Liza del Rosario

Medal record
Women's Ten-pinBowling
Representing Philippines
| Event | 1st | 2nd | 3rd |
| World Bowling Championships | 1 | – | – |
| World Games | – | – | 1 |
| Asian Championships | 2 | – | – |
| Asian Indoor Games | – | 1 | – |
| Southeast Asian Games | 1 | 6 | 2 |
| Total | 4 | 7 | 3 |
World Tenpin Bowling Championships
| Gold medal – first place | 2003 Kuala Lumpur | Trios |
World Games
| Bronze medal – third place | 2009 Kaohsiung | Singles |
AMF Bowling World Cup
| Second place | 2001 Thailand | Finals |
| Third place | 2003 Singapore | Finals |
Asian Championships
| Gold medal – first place | 2002 Hong Kong | Singles |
| Gold medal – first place | 2002 Hong Kong | All Events |
Asian Indoor and Martial Arts Games
| Silver medal – second place | 2017 Ashgabat | Team |
Southeast Asian Games
| Bronze medal – third place | 2019 Manila | Team |
| Silver medal – second place | 2007 Thailand | Mixed Doubles |
| Silver medal – second place | 2005 Manila | Trios |
| Gold medal – first place | 2001 Malaysia | Doubles |
| Silver medal – second place | 2001 Malaysia | Trios |
| Silver medal – second place | 2001 Malaysia | Team |
| Silver medal – second place | 2001 Malaysia | Masters |
| Silver medal – second place | 1997 Indonesia | Trios |
| Bronze medal – third place | 1997 Indonesia | All Events |
Asian Bowling Tour
| Winner | Singapore Open 2004 | Masters |
| Winner | Malaysian Open 2003 | Masters |
| Winner | Indonesian Open 2004 | Masters |
| Winner | Hong Kong Leg 2005 | Women |

= Liza del Rosario =

Filipino bowler

Liza del Rosario is a Filipino ten-pin bowling player. She won the Trios Gold medal at the 2003 World Championships in Kuala Lumpur. It was the first gold medal for the Philippines in the world championships in 20 years. She won the Singles and All Events gold medals at the 17th Asian Championships in Hong Kong in 2002.

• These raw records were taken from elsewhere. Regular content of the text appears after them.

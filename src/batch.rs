//! The batch module runs a list of catalog entries and reports one outcome per entry, in order.
//! A failing entry is recorded and the batch moves on.

use rayon::prelude::*;
use serde::Serialize;
use tracing::{debug, info};

use crate::catalog::QueryDefinition;
use crate::config::Config;
use crate::error::{QueryError, Result, SongbookError};
use crate::executor::execute;
use crate::store::{RowSet, Store};

#[derive(Debug, Clone, PartialEq, Serialize)]
#[serde(tag = "status", content = "result", rename_all = "lowercase")]
pub enum Outcome {
    Rows(RowSet),
    Failed(QueryError),
}

impl Outcome {
    pub fn rows(&self) -> Option<&RowSet> {
        match self {
            Outcome::Rows(rows) => Some(rows),
            Outcome::Failed(_) => None,
        }
    }

    pub fn error(&self) -> Option<&QueryError> {
        match self {
            Outcome::Rows(_) => None,
            Outcome::Failed(e) => Some(e),
        }
    }
}

impl From<std::result::Result<RowSet, QueryError>> for Outcome {
    fn from(result: std::result::Result<RowSet, QueryError>) -> Self {
        match result {
            Ok(rows) => Outcome::Rows(rows),
            Err(e) => Outcome::Failed(e),
        }
    }
}

#[derive(Debug, Clone, PartialEq, Serialize)]
pub struct BatchOutcome {
    pub seq: usize,
    pub question: String,
    pub outcome: Outcome,
}

impl BatchOutcome {
    fn new(definition: &QueryDefinition, result: std::result::Result<RowSet, QueryError>) -> Self {
        Self {
            seq: definition.seq,
            question: definition.question.to_string(),
            outcome: result.into(),
        }
    }
}

/// Fold every definition through `execute_fn`, keeping one outcome per definition.
pub fn run_batch<F>(definitions: &[QueryDefinition], mut execute_fn: F) -> Vec<BatchOutcome>
where
    F: FnMut(&QueryDefinition) -> std::result::Result<RowSet, QueryError>,
{
    definitions.iter().fold(Vec::with_capacity(definitions.len()), |mut outcomes, definition| {
        outcomes.push(BatchOutcome::new(definition, execute_fn(definition)));
        outcomes
    })
}

/// Run the definitions against a single request-scoped store.
pub fn run_sequential(store: &Store, definitions: &[QueryDefinition]) -> Vec<BatchOutcome> {
    run_batch(definitions, |definition| execute(store, definition))
}

/// Run the definitions on a pool of `c.max_proc` workers. Each worker opens its own read-only
/// connection; a worker that cannot connect fails only the entries it was handed.
pub fn run_parallel(c: &Config, definitions: &[QueryDefinition]) -> Result<Vec<BatchOutcome>> {
    let pool = rayon::ThreadPoolBuilder::new()
        .num_threads(c.max_proc)
        .build()
        .map_err(|e| SongbookError::Generic(format!("failed to start batch worker pool: {e}")))?;
    debug!("Running {} questions on {} workers", definitions.len(), c.max_proc);

    let outcomes = pool.install(|| {
        definitions
            .par_iter()
            .map_init(
                || Store::open(c),
                |store, definition| {
                    let result = match store {
                        Ok(store) => execute(store, definition),
                        Err(e) => Err(QueryError::new(definition, e.to_string())),
                    };
                    BatchOutcome::new(definition, result)
                },
            )
            .collect::<Vec<_>>()
    });
    Ok(outcomes)
}

pub fn summarize(outcomes: &[BatchOutcome]) {
    let failed = outcomes.iter().filter(|o| o.outcome.error().is_some()).count();
    info!("Answered {}/{} questions ({} failed)", outcomes.len() - failed, outcomes.len(), failed);
}
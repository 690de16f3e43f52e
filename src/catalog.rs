//! The catalog module holds the fixed list of analytic questions answered by the Q&A batch.

use once_cell::sync::Lazy;
use serde::Serialize;

#[derive(Debug, Clone, Copy, PartialEq, Eq, Serialize)]
pub struct QueryDefinition {
    /// 1-based position in the catalog.
    pub seq: usize,
    pub question: &'static str,
    #[serde(skip)]
    pub sql: &'static str,
}

const QUESTIONS: [(&str, &str); 10] = [
    (
        "Which song has the most views?",
        "
        SELECT song_title AS Title, views AS Views
        FROM Musicas
        WHERE views = (
            SELECT MAX(views)
            FROM Musicas
        )
        ORDER BY Title
        ",
    ),
    (
        "Which album has over 10 songs and more than 20 million combined views?",
        "
        SELECT a.album_title AS Title, SUM(m.views) AS Total_Views
        FROM Albuns a
        JOIN Musicas m ON a.album_id = m.album_id
        GROUP BY a.album_id, a.album_title
        HAVING COUNT(m.song_id) > 10
           AND SUM(m.views) > 20000000
        ORDER BY Title
        ",
    ),
    (
        "Which album has the highest average views per song?",
        "
        SELECT album_title AS Title, avg_views AS Average_Views
        FROM (
            SELECT a.album_title, AVG(m.views) AS avg_views
            FROM Albuns a
            JOIN Musicas m ON a.album_id = m.album_id
            GROUP BY a.album_id, a.album_title
        ) AS AlbumAverages
        WHERE avg_views = (
            SELECT MAX(avg_views)
            FROM (
                SELECT AVG(m.views) AS avg_views
                FROM Albuns a
                JOIN Musicas m ON a.album_id = m.album_id
                GROUP BY a.album_id
            ) AS Averages
        )
        ORDER BY Title
        ",
    ),
    (
        "Which songs have more than one writer?",
        "
        SELECT m.song_title AS Title, COUNT(DISTINCT e.writer_id) AS Writer_Count
        FROM Musicas m
        JOIN Escritores e ON m.song_id = e.song_id
        GROUP BY m.song_id, m.song_title
        HAVING COUNT(DISTINCT e.writer_id) > 1
        ORDER BY Title
        ",
    ),
    (
        "What are the most used tags?",
        "
        SELECT tag AS Tag, uses AS Count
        FROM (
            SELECT t.tag, COUNT(*) AS uses
            FROM Descricoes d
            JOIN Tags t ON d.tag_id = t.tag_id
            GROUP BY t.tag
        ) AS TagCounts
        WHERE uses = (
            SELECT MAX(uses)
            FROM (
                SELECT COUNT(*) AS uses
                FROM Descricoes d
                JOIN Tags t ON d.tag_id = t.tag_id
                GROUP BY t.tag
            ) AS MaxTagCounts
        )
        ORDER BY Tag
        ",
    ),
    (
        "Which artist is credited on the most songs?",
        "
        SELECT person AS Artist, songs AS Song_Count
        FROM (
            SELECT p.person, COUNT(DISTINCT ar.song_id) AS songs
            FROM Pessoas p
            JOIN Artistas ar ON ar.artist_id = p.person_id
            GROUP BY p.person_id, p.person
        ) AS ArtistSongs
        WHERE songs = (
            SELECT MAX(songs)
            FROM (
                SELECT COUNT(DISTINCT song_id) AS songs
                FROM Artistas
                GROUP BY artist_id
            ) AS MaxArtistSongs
        )
        ORDER BY Artist
        ",
    ),
    (
        "How many songs are in each album?",
        "
        SELECT a.album_title AS Title, COUNT(m.song_id) AS Count
        FROM Albuns a
        LEFT JOIN Musicas m ON a.album_id = m.album_id
        GROUP BY a.album_id, a.album_title
        ORDER BY Title
        ",
    ),
    (
        "Which albums have songs with over 1 million views?",
        "
        SELECT DISTINCT a.album_title AS Title
        FROM Albuns a
        JOIN Musicas m ON a.album_id = m.album_id
        WHERE m.views > 1000000
        ORDER BY Title
        ",
    ),
    (
        "What is the most popular album category (based on total views)?",
        "
        SELECT category AS Category, total_views AS Views
        FROM (
            SELECT a.category, SUM(m.views) AS total_views
            FROM Albuns a
            JOIN Musicas m ON a.album_id = m.album_id
            GROUP BY a.category
        ) AS CategoryViews
        WHERE total_views = (
            SELECT MAX(total_views)
            FROM (
                SELECT SUM(m.views) AS total_views
                FROM Albuns a
                JOIN Musicas m ON a.album_id = m.album_id
                GROUP BY a.category
            ) AS MaxCategoryViews
        )
        ORDER BY Category
        ",
    ),
    (
        "Which songs have more than one tag associated?",
        "
        SELECT m.song_title AS Title, COUNT(DISTINCT d.tag_id) AS Count
        FROM Musicas m
        JOIN Descricoes d ON m.song_id = d.song_id
        GROUP BY m.song_id, m.song_title
        HAVING COUNT(DISTINCT d.tag_id) > 1
        ORDER BY Title
        ",
    ),
];

pub static CATALOG: Lazy<Vec<QueryDefinition>> = Lazy::new(|| {
    QUESTIONS
        .iter()
        .enumerate()
        .map(|(idx, &(question, sql))| QueryDefinition {
            seq: idx + 1,
            question,
            sql,
        })
        .collect()
});

pub fn definitions() -> &'static [QueryDefinition] {
    &CATALOG
}
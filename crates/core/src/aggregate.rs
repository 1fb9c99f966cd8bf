//! Aggregates over collections of money.
//!
//! Every function checks currencies as it goes and stops at the first
//! mismatch; nothing is ever partially aggregated.

use rust_decimal::Decimal;
use tally_shared::MoneyResult;

use crate::calculator::Calculator;
use crate::money::Money;

/// Sums all values. An empty slice gives empty money.
///
/// # Example
///
/// ```
/// use rust_decimal_macros::dec;
/// use tally_core::{CurrencyRegistry, aggregate};
///
/// let registry = CurrencyRegistry::with_defaults();
/// let values = [registry.money(dec!(1), "GBP"), registry.money(dec!(2.5), "GBP")];
/// assert_eq!(aggregate::sum(&values).unwrap().display(), "£3.50");
/// ```
pub fn sum(values: &[Money]) -> MoneyResult<Money> {
    match values.split_first() {
        Some((first, rest)) => first.add(rest),
        None => Ok(Money::empty()),
    }
}

/// Arithmetic mean, truncated to the currency fraction.
pub fn average(values: &[Money]) -> MoneyResult<Option<Money>> {
    if values.is_empty() {
        return Ok(None);
    }

    let total = sum(values)?;
    total.divide(values.len()).map(Some)
}

/// Smallest value; the first one wins on ties.
pub fn min(values: &[Money]) -> MoneyResult<Option<Money>> {
    extreme(values, Money::less_than)
}

/// Largest value; the first one wins on ties.
pub fn max(values: &[Money]) -> MoneyResult<Option<Money>> {
    extreme(values, Money::greater_than)
}

fn extreme(
    values: &[Money],
    better: impl Fn(&Money, &Money) -> MoneyResult<bool>,
) -> MoneyResult<Option<Money>> {
    let Some((first, rest)) = values.split_first() else {
        return Ok(None);
    };

    let mut best = first;
    for candidate in rest {
        if better(candidate, best)? {
            best = candidate;
        }
    }
    Ok(Some(best.clone()))
}

/// Stable ascending sort.
///
/// # Errors
///
/// Returns `CurrencyMismatch` before sorting if any two values differ in
/// currency.
pub fn sort(values: &[Money]) -> MoneyResult<Vec<Money>> {
    if let Some((first, rest)) = values.split_first() {
        for other in rest {
            first.compare(other)?;
        }
    }

    let mut sorted = values.to_vec();
    sorted.sort_by_key(Money::amount);
    Ok(sorted)
}

/// Median value.
///
/// For an even count the two middle values are averaged, truncating to the
/// currency fraction.
pub fn median(values: &[Money]) -> MoneyResult<Option<Money>> {
    let sorted = sort(values)?;
    let len = sorted.len();
    if len == 0 {
        return Ok(None);
    }

    let upper = &sorted[len / 2];
    if len % 2 == 1 {
        return Ok(Some(upper.clone()));
    }

    let lower = &sorted[len / 2 - 1];
    let total = Calculator::add(lower.amount(), upper.amount())?;
    let mid = Calculator::divide(total, Decimal::TWO, upper.currency().fraction())?;
    Ok(Some(upper.with_amount(mid)))
}
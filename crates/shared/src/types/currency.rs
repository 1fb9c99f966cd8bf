//! Currency descriptor.
//!
//! A descriptor is immutable once built: it is handed out as
//! `Arc<Currency>` and every `Money` holding it sees the same values for
//! its whole lifetime.

use rust_decimal::Decimal;

use crate::error::{MoneyError, MoneyResult};

/// Largest fraction a `Decimal` can represent.
pub const MAX_FRACTION: u32 = 28;

/// Display pieces consumed by the formatter.
#[derive(Debug, Clone, PartialEq, Eq, Hash)]
pub struct DisplayTemplate {
    /// Currency symbol, substituted for `$` in the template.
    pub grapheme: String,
    /// Placement template: `1` marks the number, `$` the symbol.
    pub template: String,
    /// Decimal separator.
    pub decimal: String,
    /// Thousands separator; empty disables grouping.
    pub thousand: String,
}

impl DisplayTemplate {
    /// Creates a template from its pieces.
    #[must_use]
    pub fn new(
        grapheme: impl Into<String>,
        template: impl Into<String>,
        decimal: impl Into<String>,
        thousand: impl Into<String>,
    ) -> Self {
        Self {
            grapheme: grapheme.into(),
            template: template.into(),
            decimal: decimal.into(),
            thousand: thousand.into(),
        }
    }

    /// Template used for unregistered codes: the code itself after the number.
    #[must_use]
    pub fn suffix_code(code: &str) -> Self {
        Self::new(code, "1$", ".", ",")
    }
}

/// Currency descriptor: code, minor-unit digits, and display template.
#[derive(Debug, Clone, PartialEq, Eq, Hash)]
pub struct Currency {
    code: String,
    fraction: u32,
    template: DisplayTemplate,
}

impl Currency {
    /// Creates a descriptor, normalizing the code to uppercase.
    ///
    /// # Errors
    ///
    /// Returns `InvalidArgument` when `fraction` exceeds [`MAX_FRACTION`].
    pub fn new(code: &str, fraction: u32, template: DisplayTemplate) -> MoneyResult<Self> {
        if fraction > MAX_FRACTION {
            return Err(MoneyError::InvalidArgument(format!(
                "fraction {fraction} exceeds maximum of {MAX_FRACTION}"
            )));
        }

        Ok(Self {
            code: normalize_code(code),
            fraction,
            template,
        })
    }

    /// Synthetic descriptor for a code missing from the registry.
    ///
    /// `fraction` is clamped to [`MAX_FRACTION`].
    #[must_use]
    pub fn unknown(code: &str, fraction: u32) -> Self {
        let code = normalize_code(code);
        let template = DisplayTemplate::suffix_code(&code);
        Self {
            code,
            fraction: fraction.min(MAX_FRACTION),
            template,
        }
    }

    /// Descriptor carried by empty money: no code, two fraction digits.
    #[must_use]
    pub fn unset() -> Self {
        Self::unknown("", 2)
    }

    /// Uppercase currency code; empty when unset.
    #[must_use]
    pub fn code(&self) -> &str {
        &self.code
    }

    /// Number of minor-unit digits.
    #[must_use]
    pub const fn fraction(&self) -> u32 {
        self.fraction
    }

    /// Display template pieces.
    #[must_use]
    pub const fn template(&self) -> &DisplayTemplate {
        &self.template
    }

    /// Returns true when the descriptor has no code.
    #[must_use]
    pub fn is_unset(&self) -> bool {
        self.code.is_empty()
    }

    /// Smallest representable amount, `10^-fraction`.
    #[must_use]
    pub fn minor_unit(&self) -> Decimal {
        // fraction <= MAX_FRACTION is enforced by every constructor
        Decimal::new(1, self.fraction)
    }
}

impl std::fmt::Display for Currency {
    fn fmt(&self, f: &mut std::fmt::Formatter<'_>) -> std::fmt::Result {
        f.write_str(&self.code)
    }
}

/// Normalizes a currency code: trimmed and uppercase.
#[must_use]
pub fn normalize_code(code: &str) -> String {
    code.trim().to_uppercase()
}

Del Rosario attended De La Salle University and was awarded DLSAA Lasallian Sports Achievement award in 2006 and 2008.

==World Events==
She won the Trios Gold medal at the 2003 World Championships in Kuala Lumpur with Liza Clutario and Cecilia Yap. She placed third in Singles at the World Games in 2009 held in Kaohsiung

==Southeast Asian Games==
She won the doubles Gold medal with Arianne Cerdeña at the 21st SEA Games in Penang, Malaysia in 2001. She won the silver medal Mixed doubles with Biboy Rivera at 24th SEA Games held in Bangkok, Thailand in 2007 when the event was first introduced in the games.